Wyoming Lawmakers plan to sponsor bills loosening marijuana restrictions


Marijuana restrictions to be loosened by Wyoming lawmakers


The Push For Legalization of Marijuana in Wyoming

Wyoming’s current Medical Marijuana Initiative, also known as the Peggy A. Kelley Wyoming Cannabis Act of 2016, could appear on the November 8, 2016 state ballot as a public-initiated state statute. If approved, this statute would legalize the use, sale and cultivation of marijuana for medical purposes. It would be subject to regulation by the Wyoming Liquor Division. The statute would also allow the production and cultivation of hemp and hemp products.

The statute is backed by the Wyoming chapter of NORML, the National Organization for the Reform of Marijuana Laws, after a previous initiative, which had been opposed by the Wyoming Association of Sheriffs and Chiefs of Police, failed to find enough favor because it contained support for recreational use in its content. A statewide poll found that while 72 percent of Wyoming’s residents are in favor of legalized medical marijuana, only 35 percent support personal, recreational use.

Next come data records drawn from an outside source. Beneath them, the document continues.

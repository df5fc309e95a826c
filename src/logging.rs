//! Logging setup for hosts embedding pocketcalc.

use tracing_subscriber::EnvFilter;

use crate::config::AppConfig;
use crate::types::errors::ConfigError;

/// Installs a global `fmt` subscriber filtered by `config.log_filter`.
///
/// Fails if the filter does not parse or a subscriber is already installed.
pub fn init(config: &AppConfig) -> Result<(), ConfigError> {
    let filter = EnvFilter::try_new(&config.log_filter)
        .map_err(|e| ConfigError::InvalidLogFilter(e.to_string()))?;

    tracing_subscriber::fmt()
        .with_env_filter(filter)
        .with_target(true)
        .try_init()
        .map_err(|e| ConfigError::LoggingInitialized(e.to_string()))
}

NORML needs to collect more than 25,672 signatures, representing 15 percent of the state’s 2014-registered voters in at least two-thirds of its counties, by February 8 to get the initiative on the ballot. “We have people traveling those roads. We’ve got a little Pony Express going on here — the NORML Express. Most of these people have been connected to us online for a long, long time,” said the director of the Wyoming NORML chapter, Chris Christian.

Wyoming has some of the most limiting ballot initiative requirements in the United States. The last time a voter-supported initiative made it to the ballot was in 1996 when more than 100,000 voters approved and less than 90,000 opposed a measure related to congressional term limits. Despite the plurality in favor of approval in that case, the initiative still failed because too many people didn’t cast a vote either way. It needed at least 215,844 votes to pass.

The last successful voter initiative was in 1991, which tightened railway safety laws.

“In Wyoming, it’s a complicated process. It’s hard for a grassroots effort, really, to get an initiative on the ballot,” conceded Wyoming’s Elections Director, Peggy Nighswonger.

The governor of Wyoming, Matt Mead, is well known for his opposition to marijuana legalization, pointing to trafficking of pot, among other drugs, from states where it’s legal. “Once you can do that with marijuana, you can also do it with methamphetamine. You can do it with heroin. We are impacted — even if the law doesn’t change one bit,” he said.

Mead has formed a task force to study legal marijuana and its effects, the Marijuana Impact Assessment Council. The governor is a former U.S. attorney in Wyoming, and none of the 20 task force members, including the state’s attorney general, Peter Michael, have a pro-marijuana activist record.

“High usage over a very long period of time — there are some very good studies about how IQ could be affected,” said task force member Steve Butler, from the Survey and Analysis Center at the University of Wyoming.

Governor Mead said the task force will examine tax revenues collected versus substance abuse treatment expenditures in other states where pot has been legalized, such as Colorado. The task force’s final report on the subject is due in January and should include a section featuring the positive health benefits of marijuana as well as the drawbacks.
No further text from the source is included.